Edition: English | 中文简体 | 中文繁体 Монгол
Homepage > Biz Video

Top regulator: help cleanse zombie companies, avoid risks

Reporter: Ming Tian 丨 CCTV.com

09-15-2016 00:17 BJT

China's top banking regulator says the sector should continue to help cut industrial overcapacity and avoid financial risks.

The banking sector used 14 trillion yuan in the first half of this year to support China's real economy. That's according to Shang Fulin, chairman of the China Banking Regulatory Commission.

Shang said Tuesday at the seventh annual meeting of China's banking association in Beijing that the country needs to continue advancing economic restructuring.

Shang said that companies' average borrowing rate has decreased about 1.3 percentage points from last year, and that lower financing costs have bolstered the restructuring effort.

However, he said it was urgent to reduce the number of so-called zombie companies, or those businesses could only stay afloat through constant borrowing.

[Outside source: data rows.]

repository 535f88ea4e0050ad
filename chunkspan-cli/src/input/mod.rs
//! Input handling module

pub mod file_reader;
pub mod glob_resolver;

pub use file_reader::FileReader;
pub use glob_resolver::resolve_patterns;
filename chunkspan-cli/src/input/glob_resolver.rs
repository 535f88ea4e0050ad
//! File pattern resolution using glob

use crate::error::CliError;
use anyhow::{Context, Result};
use glob::glob;
use std::path::PathBuf;

/// Resolve file patterns to a sorted, deduplicated list of files
pub fn resolve_patterns(patterns: &[String]) -> Result<Vec<PathBuf>> {
    let mut files = Vec::new();

    for pattern in patterns {
        let paths = glob(pattern).map_err(|e| CliError::InvalidPattern(format!("{pattern}: {e}")))?;

        for path_result in paths {
            let path =
                path_result.with_context(|| format!("Error resolving pattern: {pattern}"))?;

            if path.is_file() {
                files.push(path);
            }
        }
    }

    if files.is_empty() {
        anyhow::bail!("No files found matching the provided patterns");
    }

    files.sort();
    files.dedup();

    Ok(files)
}
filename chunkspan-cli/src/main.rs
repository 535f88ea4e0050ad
//! chunkspan command-line entry point

use anyhow::Result;
use chunkspan_cli::commands::Commands;
use clap::Parser;

/// Annotate long texts with a length-limited entity annotator
#[derive(Debug, Parser)]
#[command(name = "chunkspan", version, long_about = None)]
struct Cli {
    #[command(subcommand)]
    command: Commands,
}

fn main() -> Result<()> {
    let cli = Cli::parse();
    cli.command.execute()
}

"We will catalogue non-operating companies and those have overcapacity. We will also strengthen the stress-test on mortgages, to avoid risks on non-performing loans," Shang said.

Shang said that companies unable to pay off their loans will sour banks’ liquidity. He also said more business are turning away debt these days.

"Now the situation where businesses are escaping bank loans is rather serious," he said.

"Even large-scale, state-owned enterprises have begun to evade debts. If the situation becomes normal, it would sabotage our credit environment, and eventually our economic system."

China's economic slowdown has squeezed business profits and dragged on the banking sector's performance. The non-performing loan ratio stood at 1.75 percent by the first half-year. The regulator's task remains challenging -- retain the bad loans ratio while locating fresh economic drivers.